During the war, the R-4B saw limited service, primarily in the Pacific theater. Several served alongside the Sikorsky R-6 helicopter in the 6th ARUF (Aircraft Repair Unit Floating). This outfit anchored near islands airfields in the Philippines and at Okinawa and hauled crucial spare parts for AAF aircraft. The unit also flew some hazardous casualty evacuation missions in combat zones in the Philippines. The 2nd ARUF operated two R-4Bs in support of B-29s and other aircraft operating from Iwo Jima and bases in the Marianas island chain. Hoverfly Is served with No. 529 Squadron, Royal Air Force, flying radar calibration missions to help maintain Britain's all-important air defense network. Britain's prestigious King's Flight also operated an R-4B during the World War II. Wartime helicopter orders swelled Sikorsky's coffers enough to fund the development of the replacements for the R-4 series. The company incorporated lessons learned from operating the XR-4 and its brethren and designed the R-5 and R-6. These new helicopters could outperform the underpowered R-4. They were also easier to fly and maintain. The R-4 was soon relegated to training duties when these new rotorcraft began entering service. The type disappeared from service shortly after war ended. While the R-4 had a short operational career, it served to introduce the military and potential civilian operators to the possibilities and the limitations of the helicopter.

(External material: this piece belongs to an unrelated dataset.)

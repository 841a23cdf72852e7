//! Protobuf wire types, generated by `build.rs` from `proto/cast_channel.proto`.

include!(concat!(env!("OUT_DIR"), "/protos/mod.rs"));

In 1947, the XR-4 came to the Smithsonian Institution along with a number of World War II aircraft. It was part of a larger gift of aircraft transferred from the U. S. Air Force to the new National Air Museum.

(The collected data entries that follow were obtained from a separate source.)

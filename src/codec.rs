//! Length-prefixed protobuf framing for `CastMessage`s.
//!
//! Each frame is a big endian `u32` length followed by that many bytes of a serialized
//! `extensions.api.cast_channel.CastMessage`.

use anyhow::bail;
use bytes::{Buf, BufMut, BytesMut};
use crate::{
    cast::cast_channel::{
        self as proto,
        cast_message::{PayloadType, ProtocolVersion},
    },
    Error,
    message::{CastMessage, CastMessagePayload},
    Result,
};
use protobuf::Message;
use tokio_util::codec;

const SIZE_OF_U32: usize = 4;

/// Largest frame body accepted from or written to a device.
pub const MAX_FRAME_LEN: usize = 64 * 1024;

#[derive(Clone, Copy, Debug, Default)]
pub struct CastMessageCodec;

impl codec::Encoder<CastMessage> for CastMessageCodec {
    type Error = Error;

    fn encode(
        &mut self,
        msg: CastMessage,
        dst: &mut BytesMut
    ) -> Result<()>
    {
        let mut proto_msg = proto::CastMessage::new();

        proto_msg.set_protocol_version(ProtocolVersion::CASTV2_1_0);

        proto_msg.set_namespace(msg.namespace);
        proto_msg.set_source_id(msg.source);
        proto_msg.set_destination_id(msg.destination);

        match msg.payload {
            CastMessagePayload::String(s) => {
                proto_msg.set_payload_type(PayloadType::STRING);
                proto_msg.set_payload_utf8(s);
            },

            CastMessagePayload::Binary(b) => {
                proto_msg.set_payload_type(PayloadType::BINARY);
                proto_msg.set_payload_binary(b);
            },
        };

        let proto_bytes = proto_msg.write_to_bytes()?;
        let proto_len = proto_bytes.len();

        if proto_len > MAX_FRAME_LEN {
            bail!("CastMessageCodec::encode: message too large\n\
                   _ proto_len     = {proto_len}\n\
                   _ MAX_FRAME_LEN = {MAX_FRAME_LEN}");
        }

        let proto_len_u32: u32 = proto_len.try_into()?;

        dst.reserve(SIZE_OF_U32 + proto_len);

        // Uses big endian
        dst.put_u32(proto_len_u32);
        dst.extend_from_slice(&proto_bytes);

        Ok(())
    }
}

impl codec::Decoder for CastMessageCodec {
    type Item = CastMessage;
    type Error = Error;

    fn decode(
        &mut self,
        src: &mut BytesMut
    ) -> Result<Option<CastMessage>>
    {
        if src.len() < SIZE_OF_U32 {
            return Ok(None);
        }

        let mut proto_len_bytes = [0_u8; SIZE_OF_U32];
        proto_len_bytes.copy_from_slice(&src[0..SIZE_OF_U32]);
        let proto_len = usize::try_from(u32::from_be_bytes(proto_len_bytes))?;

        if proto_len > MAX_FRAME_LEN {
            bail!("CastMessageCodec::decode: frame length over limit\n\
                   _ proto_len     = {proto_len}\n\
                   _ MAX_FRAME_LEN = {MAX_FRAME_LEN}");
        }

        let total_len: usize = proto_len + SIZE_OF_U32;

        let src_len = src.len();

        if src_len < total_len {
            src.reserve(total_len - src_len);
            return Ok(None);
        }

        let mut proto_msg = proto::CastMessage::parse_from_bytes(&src[SIZE_OF_U32..total_len])?;

        src.advance(total_len);

        let msg = CastMessage {
            namespace: proto_msg.take_namespace(),
            source: proto_msg.take_source_id(),
            destination: proto_msg.take_destination_id(),
            payload: match proto_msg.payload_type() {
                PayloadType::STRING =>
                    CastMessagePayload::String(proto_msg.take_payload_utf8()),
                PayloadType::BINARY =>
                    CastMessagePayload::Binary(proto_msg.take_payload_binary()),
            },
        };

        Ok(Some(msg))
    }
}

Rotor Diameter: 11.6 m (38 ft)
Length: 10.4 m (33 ft 11.5 in)
Height: 3.8 m (12 ft 5 in)
Weight: Empty, 913 kg (2,010 lb)
Gross, 1,148 kg (2,540 lb)
Engine: Warner R-550-1 Super Scarab air-cooled radial, 200 horsepower
References and Further Reading:
Air Material Command Rotary Wing Branch. "Summary of Rotary Wing Projects of Aircraft Projects Section." 1947.
Alex, Ralph P. "How Are You Fixed for Blades? The Saga of the Helicopter, Circa 1940-60," "The Age of the Helicopter: Vertical Flight." Washington: Smithsonian Institution Press, 1984.
Gablehouse, Charles. "Helicopters and Autogiros: A History of Rotating-Wing and V/STOL Aviation." Philadelphia: J. B. Lippincott Co., 1969.
Gregory, H. Franklin. "The Helicopter: A Pictorial History." New York: A.S. Barnes and Co., 1976.
Lambermont, Paul. Helicopters and Autogyros of the World. New York: Philosophical Library, Inc., 1959.
Mikesh, Robert C. "Sikorsky XR-4," "Aircraft of the National Air and Space Museum." Washington: Smithsonian Institution Press, 1985.
Munson, Kenneth. "The Pocket Encyclopedia of World Aircraft in Color: Helicopters and Other Rotorcraft Since 1907." London: The Macmillan Company, 1969.
XR-4 curatorial file, Aeronautics Division, National Air and Space Museum.